"On Everything 2 the 'bless' command blah blah blah grants a user 10 xp blah blah reward for a particularly good blah blah blah chatterbox. You can check how many times you've been blessed by looking in on the Golden Trinkets document. Each 'trinket' was one blessing."

"Eh . . . I doubt I've ever been blessed. I think I would've remembered something like that . . . "

Clickity.

"Man, this connection is slow. And what's up with the nine hundred and seventy-three giant .js files that are pulled down every single time. I mean some database-driven cache-control headers that keep a single date and Etag no matter which server it comes from should fix that, and save bandwidth to boot!" Unhampered by reality, I'm a much better programmer in my head than gcc ever admits to.

Twiddly.

A single, clichéd tear predictably runs down my face. A horrifying memento mori, this awful page.

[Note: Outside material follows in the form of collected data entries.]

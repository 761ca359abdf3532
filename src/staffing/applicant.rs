// Copyright (c) 2015-2022 Frank Fischer <frank-fischer@shadow-soft.de>
//
// This program is free software: you can redistribute it and/or
// modify it under the terms of the GNU General Public License as
// published by the Free Software Foundation, either version 3 of the
// License, or (at your option) any later version.
//
// This program is distributed in the hope that it will be useful, but
// WITHOUT ANY WARRANTY; without even the implied warranty of
// MERCHANTABILITY or FITNESS FOR A PARTICULAR PURPOSE.  See the GNU
// General Public License for more details.
//
// You should have received a copy of the GNU General Public License
// along with this program.  If not, see  <http://www.gnu.org/licenses/>
//

//! Applicants and their skills.

use std::collections::BTreeSet;
use std::fmt;

#[cfg(feature = "serialize")]
use serde_derive::{Deserialize, Serialize};

/// A set of skills.
///
/// The skills required by a team requirement also identify the role.
pub type Skills = BTreeSet<String>;

/// Build a set of skills.
pub fn skills<I>(items: I) -> Skills
where
    I: IntoIterator,
    I::Item: Into<String>,
{
    items.into_iter().map(Into::into).collect()
}

/// An applicant with a name and a set of skills.
#[derive(Clone, Debug, PartialEq, Eq, Hash, PartialOrd, Ord)]
#[cfg_attr(feature = "serialize", derive(Serialize, Deserialize))]
pub struct Applicant {
    name: String,
    skills: Skills,
}

impl Applicant {
    /// Create a new applicant.
    pub fn new<S, I>(name: S, skills: I) -> Self
    where
        S: Into<String>,
        I: IntoIterator,
        I::Item: Into<String>,
    {
        Applicant {
            name: name.into(),
            skills: self::skills(skills),
        }
    }

    /// Return the name.
    pub fn name(&self) -> &str {
        &self.name
    }

    /// Return the skills.
    pub fn skills(&self) -> &Skills {
        &self.skills
    }

    /// Replace the skills.
    pub fn set_skills(&mut self, skills: Skills) {
        self.skills = skills;
    }

    /// Return `true` if the applicant has all of the given skills.
    ///
    /// This is the default qualification predicate.
    pub fn has_skills(&self, skills: &Skills) -> bool {
        skills.is_subset(&self.skills)
    }
}

impl fmt::Display for Applicant {
    fn fmt(&self, f: &mut fmt::Formatter) -> fmt::Result {
        write!(f, "{}", self.name)
    }
}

"Holly!" I cry, shuddering as I fight back the tears. "I'm going to cry!"

She claps her hands. "Oh, please do! I want to watch!"

"No. Just for that, I won't."

But somehow . . . still . . . this sorrow past all explanation echoed. My mortality is nothing compared to this. These horrible words. This horrible, horrible page.

This awful, grinning page that, smiling, says:

You are not feeling very special.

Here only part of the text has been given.